Architect

Design before implementing. Sketch types, function signatures, class shapes, and module boundaries with not implemented bodies and pseudocode. Synthesize across multiple model perspectives, then fill in code against the chosen sketch. If implementation proves the sketch wrong, throw it out and redesign.

Start

Open a todolist with one entry per phase before starting. Autonomous mode without checkpoints needs the list to show phase position and keep phases from silently disappearing.

1. Ground
2. Sketch
3. Agree
4. Implement
5. Scrap

Phase A: Ground the problem

Build a real mental model of every system the new code touches. Run the how skill over the relevant subsystems. Critique mode if existing structure is the constraint or the design must push back on it.

Naming a file isn't grounding. Produce the traced model how prescribes. If the design redefines ownership or layering, also run the why skill on the existing shape so the rationale becomes a constraint, not a guess.

Skip Phase A only when the work is genuinely greenfield with no surrounding system to integrate.

Phase B: Sketch

Run the arena skill with the design-sketch task and the Phase A grounding artifacts. Pass references/runner-prompt.md as each runner's prompt. Each candidate produces a design package shaped per references/rationale-template.md: the caller's usage written first, then the type sketch, function signatures, module map, and prose rationale derived from it.

Use your configured architect runners (defaults claude-opus-4-8-thinking-xhigh, gpt-5.5-high-fast, composer-2.5-fast).

This is the exhaust-the-design-space principle skill made concrete. Whole-shape alternatives, not point fixes inside one shape.

Arena returns one synthesized design package. The synthesis decision populates the rationale's "Synthesis decision" section.

Phase C: Agree (opt-in)

Default: proceed directly to implementation with the synthesized design. No human checkpoint.

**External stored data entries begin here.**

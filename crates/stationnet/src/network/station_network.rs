//! Main StationNetwork interface for network mutation and lookup.

use super::algorithms;
use super::types::{NearbyStation, NetworkStats, Route, Station, StationId};
use crate::config::{NetworkConfig, RadiusSearch};
use crate::error::{NetworkError, Result};
use log::{debug, trace, warn};
use std::collections::{BTreeMap, HashMap};

/// Neighbor table of one station: neighbor ID -> connection distance.
///
/// Ordered so traversals visit neighbors in a reproducible order.
pub type Neighbors = BTreeMap<StationId, f64>;

/// A weighted, undirected network of polling stations.
///
/// The station table and the adjacency table are only written through the
/// methods below, so every station has exactly one neighbor table and every
/// connection is stored symmetrically under both endpoints.
#[derive(Debug, Clone, Default)]
pub struct StationNetwork {
    config: NetworkConfig,
    stations: HashMap<StationId, Station>,
    adjacency: HashMap<StationId, Neighbors>,
}

impl StationNetwork {
    /// Create an empty network with the default configuration.
    pub fn new() -> Self {
        Self::default()
    }

    /// Create an empty network with the given configuration.
    ///
    /// # Errors
    ///
    /// Returns [`NetworkError::Config`] if the configuration fails validation.
    pub fn with_config(config: NetworkConfig) -> Result<Self> {
        config.validate()?;
        Ok(Self {
            config,
            ..Default::default()
        })
    }

    /// The configuration this network was built with.
    pub fn config(&self) -> &NetworkConfig {
        &self.config
    }

    /// Register a new station with an empty neighbor table.
    ///
    /// # Errors
    ///
    /// Returns [`NetworkError::DuplicateStation`] if the ID is taken. The
    /// existing station is left untouched.
    pub fn add_station(
        &mut self,
        id: impl Into<StationId>,
        name: impl Into<String>,
        address: impl Into<String>,
        capacity: u32,
    ) -> Result<()> {
        let id = id.into();
        if self.stations.contains_key(&id) {
            warn!("Station {id} already exists!");
            return Err(NetworkError::DuplicateStation { station_id: id });
        }

        debug!("Adding station: id={id}, capacity={capacity}");
        let station = Station::new(id.clone(), name, address, capacity);
        self.adjacency.insert(id.clone(), Neighbors::new());
        self.stations.insert(id, station);
        Ok(())
    }

    /// Connect two stations with an undirected edge of the given distance.
    ///
    /// Re-adding an existing connection overwrites its distance.
    ///
    /// # Errors
    ///
    /// - [`NetworkError::StationNotFound`] if either endpoint is missing
    /// - [`NetworkError::SelfLoop`] if both endpoints are the same station
    /// - [`NetworkError::InvalidDistance`] if the distance is negative or not finite
    pub fn add_connection(&mut self, id_a: &str, id_b: &str, distance: f64) -> Result<()> {
        for id in [id_a, id_b] {
            if !self.stations.contains_key(id) {
                warn!("One or both stations do not exist! ({id_a}, {id_b})");
                return Err(NetworkError::not_found(id));
            }
        }

        if id_a == id_b {
            warn!("Cannot connect a station to itself! ({id_a})");
            return Err(NetworkError::SelfLoop {
                station_id: id_a.to_string(),
            });
        }

        if !distance.is_finite() || distance < 0.0 {
            warn!("Rejecting connection {id_a} <-> {id_b}: invalid distance {distance}");
            return Err(NetworkError::InvalidDistance { distance });
        }

        debug!("Adding connection: {id_a} <-> {id_b}, distance={distance}");
        self.neighbors_mut(id_a)?.insert(id_b.to_string(), distance);
        self.neighbors_mut(id_b)?.insert(id_a.to_string(), distance);
        Ok(())
    }

    /// Record the number of voters seen at a station.
    ///
    /// Counts above capacity are accepted.
    pub fn set_voter_count(&mut self, id: &str, total_voters: u32) -> Result<()> {
        let station = self.station_mut(id)?;
        station.total_voters = total_voters;
        if station.is_over_capacity() {
            debug!(
                "Station {id} over capacity: {total_voters}/{}",
                station.capacity
            );
        }
        Ok(())
    }

    /// Mark a station as operating or closed.
    pub fn set_active(&mut self, id: &str, active: bool) -> Result<()> {
        debug!("Setting station {id} active={active}");
        self.station_mut(id)?.is_active = active;
        Ok(())
    }

    /// Get a station by ID.
    pub fn get_station(&self, id: &str) -> Option<&Station> {
        self.stations.get(id)
    }

    /// Whether a station with this ID is registered.
    pub fn contains_station(&self, id: &str) -> bool {
        self.stations.contains_key(id)
    }

    /// Snapshot of every station.
    ///
    /// The returned map is an independent copy; changing it never affects
    /// the network.
    pub fn get_all_stations(&self) -> HashMap<StationId, Station> {
        self.stations.clone()
    }

    /// All station IDs in ascending order.
    pub fn station_ids(&self) -> Vec<StationId> {
        let mut ids: Vec<StationId> = self.stations.keys().cloned().collect();
        ids.sort();
        ids
    }

    /// IDs of the stations directly connected to `id` (empty if unknown).
    pub fn get_connected_stations(&self, id: &str) -> Vec<StationId> {
        self.adjacency
            .get(id)
            .map(|neighbors| neighbors.keys().cloned().collect())
            .unwrap_or_default()
    }

    /// Read-only view of a station's neighbor table.
    pub fn neighbors(&self, id: &str) -> Option<&Neighbors> {
        self.adjacency.get(id)
    }

    /// Distance of the direct connection between two stations, if any.
    pub fn connection_distance(&self, id_a: &str, id_b: &str) -> Option<f64> {
        self.adjacency.get(id_a)?.get(id_b).copied()
    }

    /// Number of stations.
    pub fn station_count(&self) -> usize {
        self.stations.len()
    }

    /// Number of undirected connections.
    pub fn connection_count(&self) -> usize {
        self.adjacency.values().map(BTreeMap::len).sum::<usize>() / 2
    }

    /// Station, connection and average-degree totals.
    pub fn get_network_stats(&self) -> NetworkStats {
        let station_count = self.station_count();
        let connection_count = self.connection_count();
        let average_degree = if station_count > 0 {
            2.0 * connection_count as f64 / station_count as f64
        } else {
            0.0
        };
        trace!("Network stats: stations={station_count}, connections={connection_count}");

        NetworkStats {
            station_count,
            connection_count,
            average_degree,
        }
    }

    /// Shortest path between two stations (see [`algorithms::shortest_path`]).
    pub fn find_shortest_path(&self, source: &str, target: &str) -> Vec<StationId> {
        algorithms::shortest_path(self, source, target)
    }

    /// Shortest path with its total distance (see [`algorithms::shortest_route`]).
    pub fn find_shortest_route(&self, source: &str, target: &str) -> Option<Route> {
        algorithms::shortest_route(self, source, target)
    }

    /// Stations reachable within `max_distance`, first-reached semantics
    /// (see [`algorithms::nearest_stations`]).
    pub fn find_nearest_stations(&self, source: &str, max_distance: f64) -> Vec<NearbyStation> {
        algorithms::nearest_stations(self, source, max_distance)
    }

    /// Stations whose shortest distance is within `max_distance`
    /// (see [`algorithms::nearest_stations_exact`]).
    pub fn find_nearest_stations_exact(
        &self,
        source: &str,
        max_distance: f64,
    ) -> Vec<NearbyStation> {
        algorithms::nearest_stations_exact(self, source, max_distance)
    }

    /// Radius search using the configured radius and strategy.
    pub fn find_nearest_stations_default(&self, source: &str) -> Vec<NearbyStation> {
        let radius = self.config.default_search_radius;
        match self.config.radius_search {
            RadiusSearch::FirstReached => self.find_nearest_stations(source, radius),
            RadiusSearch::ShortestDistance => self.find_nearest_stations_exact(source, radius),
        }
    }

    fn station_mut(&mut self, id: &str) -> Result<&mut Station> {
        self.stations
            .get_mut(id)
            .ok_or_else(|| NetworkError::not_found(id))
    }

    fn neighbors_mut(&mut self, id: &str) -> Result<&mut Neighbors> {
        self.adjacency
            .get_mut(id)
            .ok_or_else(|| NetworkError::not_found(id))
    }
}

Opt in to a checkpoint when the invoker explicitly asks: "/architect with checkpoint," "stop and show me before implementing," or similar. Then surface the synthesized design and pause for sign-off.

The synthesis can ship as its own commit either way. That's the "scaffold first" mode of the foundational-thinking principle skill; subsequent commits read as filling in bodies against a stable contract. Planned and scoped breakage during fill-in is fine, per the outcome-oriented-execution principle skill. For adversarial pressure on the design before implementing, run the interrogate skill on the synthesized sketch.

If the human pushes back on the shape (in a checkpoint or after the fact), treat that as Phase A evidence. Re-ground and re-run Phase B before writing more code.

Phase D: Implement against the sketch

Replace not implemented bodies with code, pseudocode with logic. The synthesized sketch is the contract.

Deviations from the sketch are signal worth surfacing, not friction to absorb silently. If a function needs a parameter the sketch didn't anticipate, ask whether the sketch was wrong, the requirement was missed, or the implementation is overreaching. Surface it; don't bolt it on.

Phase E: Scrap when the architecture is wrong

If implementation keeps producing friction the sketch can't absorb, throw the sketch out. Don't bolt fixes onto a wrong design, per the redesign-from-first-principles and fix-root-causes principle skills.

The signal is a pattern, not single instances. Tells:

• The same shape of workaround appearing repeatedly across unrelated code.
• Multiple unrelated edge cases that all need special-case branches.
• Types that need escape hatches (any, casts, optional fields always set in practice) to compile.
• The "we need a lock" reflex when the sketch said the state wasn't shared.
• Callers having to know the abstraction's internal rules to use it.
• Two or more independent Phase D deviations of the same shape across the implementation. Surfacing deviations is Phase D's job; a repeated pattern of them is Phase E's trigger.

Use judgment. A few edge cases don't condemn an architecture. Some problems are legitimately complex; complexity in the data is not complexity in the design. The rewrite signal is repeated friction of the same shape, not single hard cases.

When you scrap:

1. Re-run the how skill over what's been built. The implementation lessons enter the new design as inputs, not vibes.
2. Redesign as if the new constraints had been day-one assumptions, per redesign-from-first-principles.
3. Subtract before adding, per the subtract-before-you-add principle skill. The new sketch should be smaller than the old one before it grows.
4. Return to Phase B and re-run arena.

Outputs

The caller's usage is written first and the type sketch derived from it. One file with new types and signatures for small changes; module map plus type definitions for larger work. The rationale ships alongside, shaped per references/rationale-template.md, including the usage sketch and the synthesis decision.